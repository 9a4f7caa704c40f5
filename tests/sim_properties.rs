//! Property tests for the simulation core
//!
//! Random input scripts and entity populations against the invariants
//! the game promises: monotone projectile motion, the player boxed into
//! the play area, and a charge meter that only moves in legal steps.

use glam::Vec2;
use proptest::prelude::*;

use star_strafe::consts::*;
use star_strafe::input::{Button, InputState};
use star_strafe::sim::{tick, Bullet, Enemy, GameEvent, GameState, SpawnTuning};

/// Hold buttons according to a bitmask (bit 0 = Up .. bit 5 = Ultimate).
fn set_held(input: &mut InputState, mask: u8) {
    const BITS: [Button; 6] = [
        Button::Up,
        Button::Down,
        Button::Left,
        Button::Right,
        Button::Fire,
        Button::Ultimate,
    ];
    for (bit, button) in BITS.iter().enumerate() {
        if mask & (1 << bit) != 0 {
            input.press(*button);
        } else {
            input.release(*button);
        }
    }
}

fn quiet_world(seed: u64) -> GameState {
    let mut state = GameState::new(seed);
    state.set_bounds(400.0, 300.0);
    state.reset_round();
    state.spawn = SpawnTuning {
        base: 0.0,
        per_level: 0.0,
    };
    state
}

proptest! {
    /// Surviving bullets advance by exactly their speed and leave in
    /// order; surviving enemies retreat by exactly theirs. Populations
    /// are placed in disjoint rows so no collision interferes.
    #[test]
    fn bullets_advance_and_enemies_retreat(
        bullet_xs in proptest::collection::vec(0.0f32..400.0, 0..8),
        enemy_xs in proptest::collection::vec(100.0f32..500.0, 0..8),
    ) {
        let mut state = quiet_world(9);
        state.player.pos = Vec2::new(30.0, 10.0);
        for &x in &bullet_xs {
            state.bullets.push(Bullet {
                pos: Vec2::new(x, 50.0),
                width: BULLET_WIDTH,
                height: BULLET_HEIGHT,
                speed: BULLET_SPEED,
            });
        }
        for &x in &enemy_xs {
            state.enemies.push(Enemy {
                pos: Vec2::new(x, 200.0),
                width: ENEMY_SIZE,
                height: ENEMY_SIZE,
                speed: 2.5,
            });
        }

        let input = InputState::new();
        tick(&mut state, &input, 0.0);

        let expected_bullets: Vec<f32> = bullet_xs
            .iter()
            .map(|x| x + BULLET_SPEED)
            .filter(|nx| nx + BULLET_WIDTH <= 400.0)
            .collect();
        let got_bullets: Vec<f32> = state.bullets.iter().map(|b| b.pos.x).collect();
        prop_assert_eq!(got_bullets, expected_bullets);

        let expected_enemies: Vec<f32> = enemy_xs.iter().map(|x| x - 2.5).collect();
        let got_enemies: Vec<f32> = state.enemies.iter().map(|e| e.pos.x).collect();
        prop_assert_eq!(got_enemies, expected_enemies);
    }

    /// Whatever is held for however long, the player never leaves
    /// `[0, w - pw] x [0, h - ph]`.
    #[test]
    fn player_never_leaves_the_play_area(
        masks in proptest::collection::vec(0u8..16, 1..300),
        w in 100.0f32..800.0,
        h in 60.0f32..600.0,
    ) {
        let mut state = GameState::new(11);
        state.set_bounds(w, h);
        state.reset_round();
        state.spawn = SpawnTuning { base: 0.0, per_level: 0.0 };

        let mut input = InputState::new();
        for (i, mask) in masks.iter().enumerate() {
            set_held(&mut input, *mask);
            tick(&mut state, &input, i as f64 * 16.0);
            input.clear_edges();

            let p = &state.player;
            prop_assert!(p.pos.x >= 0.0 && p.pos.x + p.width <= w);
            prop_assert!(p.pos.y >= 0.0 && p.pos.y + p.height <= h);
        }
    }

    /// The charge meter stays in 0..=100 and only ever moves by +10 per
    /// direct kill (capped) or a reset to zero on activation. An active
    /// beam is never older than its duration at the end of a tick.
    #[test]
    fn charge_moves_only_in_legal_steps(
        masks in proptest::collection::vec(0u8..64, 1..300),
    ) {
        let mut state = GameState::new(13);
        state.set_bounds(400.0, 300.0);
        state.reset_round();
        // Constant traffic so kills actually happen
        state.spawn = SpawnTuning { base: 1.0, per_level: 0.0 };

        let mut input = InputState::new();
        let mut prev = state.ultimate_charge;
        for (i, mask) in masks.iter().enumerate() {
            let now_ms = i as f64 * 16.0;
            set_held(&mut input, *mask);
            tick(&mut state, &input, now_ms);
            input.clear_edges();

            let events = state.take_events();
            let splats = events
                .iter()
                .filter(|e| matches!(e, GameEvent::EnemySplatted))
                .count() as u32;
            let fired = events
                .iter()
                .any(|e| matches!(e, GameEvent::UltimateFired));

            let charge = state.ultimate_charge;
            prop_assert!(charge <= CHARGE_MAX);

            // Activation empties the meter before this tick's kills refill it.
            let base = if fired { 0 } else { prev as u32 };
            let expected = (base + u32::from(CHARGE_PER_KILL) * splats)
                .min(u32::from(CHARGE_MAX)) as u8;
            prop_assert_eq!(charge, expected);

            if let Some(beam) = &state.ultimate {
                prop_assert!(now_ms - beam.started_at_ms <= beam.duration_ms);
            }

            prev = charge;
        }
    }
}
---
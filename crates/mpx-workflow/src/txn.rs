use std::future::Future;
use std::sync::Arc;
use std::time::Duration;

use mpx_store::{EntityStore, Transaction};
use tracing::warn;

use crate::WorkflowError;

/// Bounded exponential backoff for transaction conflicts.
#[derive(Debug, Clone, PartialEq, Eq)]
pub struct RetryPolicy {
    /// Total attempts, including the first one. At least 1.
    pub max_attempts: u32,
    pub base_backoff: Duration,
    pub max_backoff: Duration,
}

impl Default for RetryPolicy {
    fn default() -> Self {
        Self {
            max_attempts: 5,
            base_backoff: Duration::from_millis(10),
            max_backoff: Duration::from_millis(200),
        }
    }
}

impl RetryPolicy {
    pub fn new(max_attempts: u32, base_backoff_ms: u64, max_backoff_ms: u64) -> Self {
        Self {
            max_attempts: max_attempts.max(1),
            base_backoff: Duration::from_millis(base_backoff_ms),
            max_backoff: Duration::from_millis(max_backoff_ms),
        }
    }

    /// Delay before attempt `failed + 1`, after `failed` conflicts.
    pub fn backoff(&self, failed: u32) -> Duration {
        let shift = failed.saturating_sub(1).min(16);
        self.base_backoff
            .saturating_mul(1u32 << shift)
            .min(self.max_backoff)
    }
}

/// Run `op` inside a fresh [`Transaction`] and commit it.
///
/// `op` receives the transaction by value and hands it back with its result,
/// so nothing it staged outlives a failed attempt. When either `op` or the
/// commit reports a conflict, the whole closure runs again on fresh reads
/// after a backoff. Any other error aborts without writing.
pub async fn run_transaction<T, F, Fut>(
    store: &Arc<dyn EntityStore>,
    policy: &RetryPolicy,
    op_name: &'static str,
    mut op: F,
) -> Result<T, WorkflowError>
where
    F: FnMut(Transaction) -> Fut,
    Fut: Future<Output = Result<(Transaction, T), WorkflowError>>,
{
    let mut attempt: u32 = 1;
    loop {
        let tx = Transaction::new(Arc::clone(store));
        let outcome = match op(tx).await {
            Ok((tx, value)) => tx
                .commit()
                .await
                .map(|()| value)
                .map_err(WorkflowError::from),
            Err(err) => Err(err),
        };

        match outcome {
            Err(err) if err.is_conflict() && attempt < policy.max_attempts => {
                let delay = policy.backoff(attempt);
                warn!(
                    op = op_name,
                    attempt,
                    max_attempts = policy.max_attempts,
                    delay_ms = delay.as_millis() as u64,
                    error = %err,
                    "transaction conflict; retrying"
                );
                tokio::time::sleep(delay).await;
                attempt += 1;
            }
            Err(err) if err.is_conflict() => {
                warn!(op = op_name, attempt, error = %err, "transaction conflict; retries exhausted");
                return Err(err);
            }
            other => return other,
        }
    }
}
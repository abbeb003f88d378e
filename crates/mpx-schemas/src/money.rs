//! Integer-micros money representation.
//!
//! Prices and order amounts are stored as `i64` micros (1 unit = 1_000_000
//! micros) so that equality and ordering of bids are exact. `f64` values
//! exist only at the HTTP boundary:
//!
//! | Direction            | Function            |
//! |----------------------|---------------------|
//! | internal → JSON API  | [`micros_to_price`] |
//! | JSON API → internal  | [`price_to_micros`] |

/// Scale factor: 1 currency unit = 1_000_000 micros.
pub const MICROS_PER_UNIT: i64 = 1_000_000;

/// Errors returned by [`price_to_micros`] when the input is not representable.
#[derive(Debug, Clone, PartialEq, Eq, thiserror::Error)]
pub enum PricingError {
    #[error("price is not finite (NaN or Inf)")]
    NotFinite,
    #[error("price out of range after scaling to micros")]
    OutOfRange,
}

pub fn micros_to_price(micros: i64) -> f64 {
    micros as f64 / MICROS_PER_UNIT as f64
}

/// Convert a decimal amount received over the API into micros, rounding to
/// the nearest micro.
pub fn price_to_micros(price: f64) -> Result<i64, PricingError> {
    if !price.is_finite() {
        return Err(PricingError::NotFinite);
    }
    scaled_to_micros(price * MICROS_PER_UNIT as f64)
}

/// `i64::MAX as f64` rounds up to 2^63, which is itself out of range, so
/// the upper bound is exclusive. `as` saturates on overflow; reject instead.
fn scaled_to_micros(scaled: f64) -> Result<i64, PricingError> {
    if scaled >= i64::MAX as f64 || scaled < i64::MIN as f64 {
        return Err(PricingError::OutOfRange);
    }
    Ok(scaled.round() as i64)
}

**Aim of the task**
Using the records above, set down exactly the lines from the one with "is not finite" through the one with "overflow; reject instead.", inclusive, and nothing more.

**Answer to the problem**
    #[error("price is not finite (NaN or Inf)")]
    NotFinite,
    #[error("price out of range after scaling to micros")]
    OutOfRange,
}

pub fn micros_to_price(micros: i64) -> f64 {
    micros as f64 / MICROS_PER_UNIT as f64
}

/// Convert a decimal amount received over the API into micros, rounding to
/// the nearest micro.
pub fn price_to_micros(price: f64) -> Result<i64, PricingError> {
    if !price.is_finite() {
        return Err(PricingError::NotFinite);
    }
    scaled_to_micros(price * MICROS_PER_UNIT as f64)
}

/// `i64::MAX as f64` rounds up to 2^63, which is itself out of range, so
/// the upper bound is exclusive. `as` saturates on overflow; reject instead.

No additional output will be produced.